*** Material for the task

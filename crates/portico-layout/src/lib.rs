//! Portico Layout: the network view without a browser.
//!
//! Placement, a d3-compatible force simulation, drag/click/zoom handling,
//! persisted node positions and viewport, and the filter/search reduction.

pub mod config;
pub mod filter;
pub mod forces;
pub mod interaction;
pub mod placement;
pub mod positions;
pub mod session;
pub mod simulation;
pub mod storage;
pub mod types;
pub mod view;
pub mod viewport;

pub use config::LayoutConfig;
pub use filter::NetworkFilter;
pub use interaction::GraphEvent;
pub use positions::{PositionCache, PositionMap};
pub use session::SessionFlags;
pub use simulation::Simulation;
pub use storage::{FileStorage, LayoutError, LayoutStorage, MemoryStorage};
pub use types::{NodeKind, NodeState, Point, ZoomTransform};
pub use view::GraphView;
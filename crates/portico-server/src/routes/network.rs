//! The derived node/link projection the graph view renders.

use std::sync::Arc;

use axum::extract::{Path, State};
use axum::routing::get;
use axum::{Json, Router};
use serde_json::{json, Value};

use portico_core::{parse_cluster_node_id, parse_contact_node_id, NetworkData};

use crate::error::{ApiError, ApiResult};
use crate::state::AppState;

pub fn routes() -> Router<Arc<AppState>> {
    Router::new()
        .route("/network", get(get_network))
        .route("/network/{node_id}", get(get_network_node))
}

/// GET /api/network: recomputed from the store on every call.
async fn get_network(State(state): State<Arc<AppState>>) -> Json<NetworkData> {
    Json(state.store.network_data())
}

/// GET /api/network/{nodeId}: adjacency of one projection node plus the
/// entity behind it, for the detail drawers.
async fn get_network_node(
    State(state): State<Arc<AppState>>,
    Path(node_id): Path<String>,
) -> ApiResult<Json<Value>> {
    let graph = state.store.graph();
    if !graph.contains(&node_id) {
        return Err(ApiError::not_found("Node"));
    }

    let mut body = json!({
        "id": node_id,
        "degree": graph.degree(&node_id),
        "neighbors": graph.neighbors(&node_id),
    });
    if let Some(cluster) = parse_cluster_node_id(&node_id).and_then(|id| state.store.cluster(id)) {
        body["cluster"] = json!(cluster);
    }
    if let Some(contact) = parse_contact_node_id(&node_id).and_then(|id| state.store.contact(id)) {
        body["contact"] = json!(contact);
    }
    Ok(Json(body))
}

******
*** Material for the task

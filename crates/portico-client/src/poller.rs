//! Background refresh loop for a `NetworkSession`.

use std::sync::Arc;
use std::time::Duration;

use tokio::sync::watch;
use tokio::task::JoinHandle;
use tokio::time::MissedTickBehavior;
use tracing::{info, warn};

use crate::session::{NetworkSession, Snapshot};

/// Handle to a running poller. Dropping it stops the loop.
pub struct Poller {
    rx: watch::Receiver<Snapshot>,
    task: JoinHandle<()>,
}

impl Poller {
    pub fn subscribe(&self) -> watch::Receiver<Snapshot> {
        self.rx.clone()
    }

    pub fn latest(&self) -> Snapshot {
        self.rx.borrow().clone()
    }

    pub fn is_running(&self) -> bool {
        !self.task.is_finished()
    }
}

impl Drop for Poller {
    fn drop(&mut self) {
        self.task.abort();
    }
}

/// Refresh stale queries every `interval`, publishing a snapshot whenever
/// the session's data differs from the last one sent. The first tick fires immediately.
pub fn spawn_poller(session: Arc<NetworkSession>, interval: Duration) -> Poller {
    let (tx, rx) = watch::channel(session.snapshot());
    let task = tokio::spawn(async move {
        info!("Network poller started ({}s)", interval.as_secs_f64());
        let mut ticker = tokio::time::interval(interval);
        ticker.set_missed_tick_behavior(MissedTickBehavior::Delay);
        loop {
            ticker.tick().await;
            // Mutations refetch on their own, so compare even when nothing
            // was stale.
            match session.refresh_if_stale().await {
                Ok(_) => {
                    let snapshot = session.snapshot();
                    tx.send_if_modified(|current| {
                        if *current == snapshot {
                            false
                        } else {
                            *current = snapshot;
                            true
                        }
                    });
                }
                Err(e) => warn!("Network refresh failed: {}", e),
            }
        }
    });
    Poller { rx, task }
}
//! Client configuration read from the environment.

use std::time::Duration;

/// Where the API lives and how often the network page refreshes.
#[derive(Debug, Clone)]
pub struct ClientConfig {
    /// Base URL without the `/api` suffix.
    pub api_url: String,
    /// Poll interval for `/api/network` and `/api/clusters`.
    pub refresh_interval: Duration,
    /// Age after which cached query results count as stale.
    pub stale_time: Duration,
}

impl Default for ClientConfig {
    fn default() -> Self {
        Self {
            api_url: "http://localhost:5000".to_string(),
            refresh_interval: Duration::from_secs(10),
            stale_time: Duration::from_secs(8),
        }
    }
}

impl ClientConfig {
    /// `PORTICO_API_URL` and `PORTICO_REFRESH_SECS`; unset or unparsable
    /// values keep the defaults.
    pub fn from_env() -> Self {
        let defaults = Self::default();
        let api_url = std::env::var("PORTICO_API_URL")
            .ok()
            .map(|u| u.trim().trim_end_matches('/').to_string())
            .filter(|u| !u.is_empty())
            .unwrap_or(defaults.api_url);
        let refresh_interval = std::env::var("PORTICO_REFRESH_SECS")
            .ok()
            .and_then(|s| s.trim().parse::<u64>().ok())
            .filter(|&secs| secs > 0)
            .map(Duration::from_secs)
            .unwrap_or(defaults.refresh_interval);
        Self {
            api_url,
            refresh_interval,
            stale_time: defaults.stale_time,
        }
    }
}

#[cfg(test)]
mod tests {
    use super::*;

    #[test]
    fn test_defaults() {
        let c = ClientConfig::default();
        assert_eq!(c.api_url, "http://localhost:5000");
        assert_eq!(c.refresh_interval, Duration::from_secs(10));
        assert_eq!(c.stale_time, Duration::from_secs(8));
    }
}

******

**What you will do:**
If a line in the data contains the string "Path", copy it.

**Output:**
use axum::extract::{Path, State};
    Path(node_id): Path<String>,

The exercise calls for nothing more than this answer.